[[ Records supplied open ]]

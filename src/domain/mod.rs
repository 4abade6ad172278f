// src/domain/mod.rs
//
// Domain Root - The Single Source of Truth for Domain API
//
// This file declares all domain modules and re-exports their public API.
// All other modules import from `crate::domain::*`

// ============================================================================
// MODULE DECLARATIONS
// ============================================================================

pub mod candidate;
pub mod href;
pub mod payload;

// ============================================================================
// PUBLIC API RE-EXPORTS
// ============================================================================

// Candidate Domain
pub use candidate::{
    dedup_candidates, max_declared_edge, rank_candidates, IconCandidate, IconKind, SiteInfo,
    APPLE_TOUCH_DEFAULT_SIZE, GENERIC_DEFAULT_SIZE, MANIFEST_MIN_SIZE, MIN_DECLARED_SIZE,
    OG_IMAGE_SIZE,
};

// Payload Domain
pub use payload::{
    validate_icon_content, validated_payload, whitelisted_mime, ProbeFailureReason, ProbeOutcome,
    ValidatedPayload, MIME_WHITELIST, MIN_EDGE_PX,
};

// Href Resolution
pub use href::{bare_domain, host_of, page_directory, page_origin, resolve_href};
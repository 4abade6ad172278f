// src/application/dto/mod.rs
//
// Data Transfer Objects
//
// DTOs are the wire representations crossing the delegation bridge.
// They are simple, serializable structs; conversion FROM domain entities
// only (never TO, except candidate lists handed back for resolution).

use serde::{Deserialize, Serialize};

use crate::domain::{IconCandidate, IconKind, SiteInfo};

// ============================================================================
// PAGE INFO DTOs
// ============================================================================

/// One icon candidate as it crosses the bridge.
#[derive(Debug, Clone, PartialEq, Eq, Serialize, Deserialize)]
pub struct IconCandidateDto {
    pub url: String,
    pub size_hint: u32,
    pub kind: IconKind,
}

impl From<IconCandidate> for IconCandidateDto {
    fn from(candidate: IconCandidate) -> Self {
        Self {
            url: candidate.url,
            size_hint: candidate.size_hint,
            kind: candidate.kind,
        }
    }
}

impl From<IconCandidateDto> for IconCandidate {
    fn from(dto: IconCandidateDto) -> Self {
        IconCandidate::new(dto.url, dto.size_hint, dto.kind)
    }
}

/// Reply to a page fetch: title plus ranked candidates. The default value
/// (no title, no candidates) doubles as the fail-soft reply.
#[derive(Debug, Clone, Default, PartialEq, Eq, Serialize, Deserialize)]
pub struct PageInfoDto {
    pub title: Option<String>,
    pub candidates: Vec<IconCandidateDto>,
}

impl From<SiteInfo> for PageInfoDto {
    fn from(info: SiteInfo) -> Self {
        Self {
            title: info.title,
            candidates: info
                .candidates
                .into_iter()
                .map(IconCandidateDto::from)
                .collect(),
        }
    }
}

[[ Records supplied closed ]]

Your objective:
Among the lines above, which contain the word "title"? Copy every one.

Answer space:
/// Reply to a page fetch: title plus ranked candidates. The default value
/// (no title, no candidates) doubles as the fail-soft reply.
    pub title: Option<String>,
            title: info.title,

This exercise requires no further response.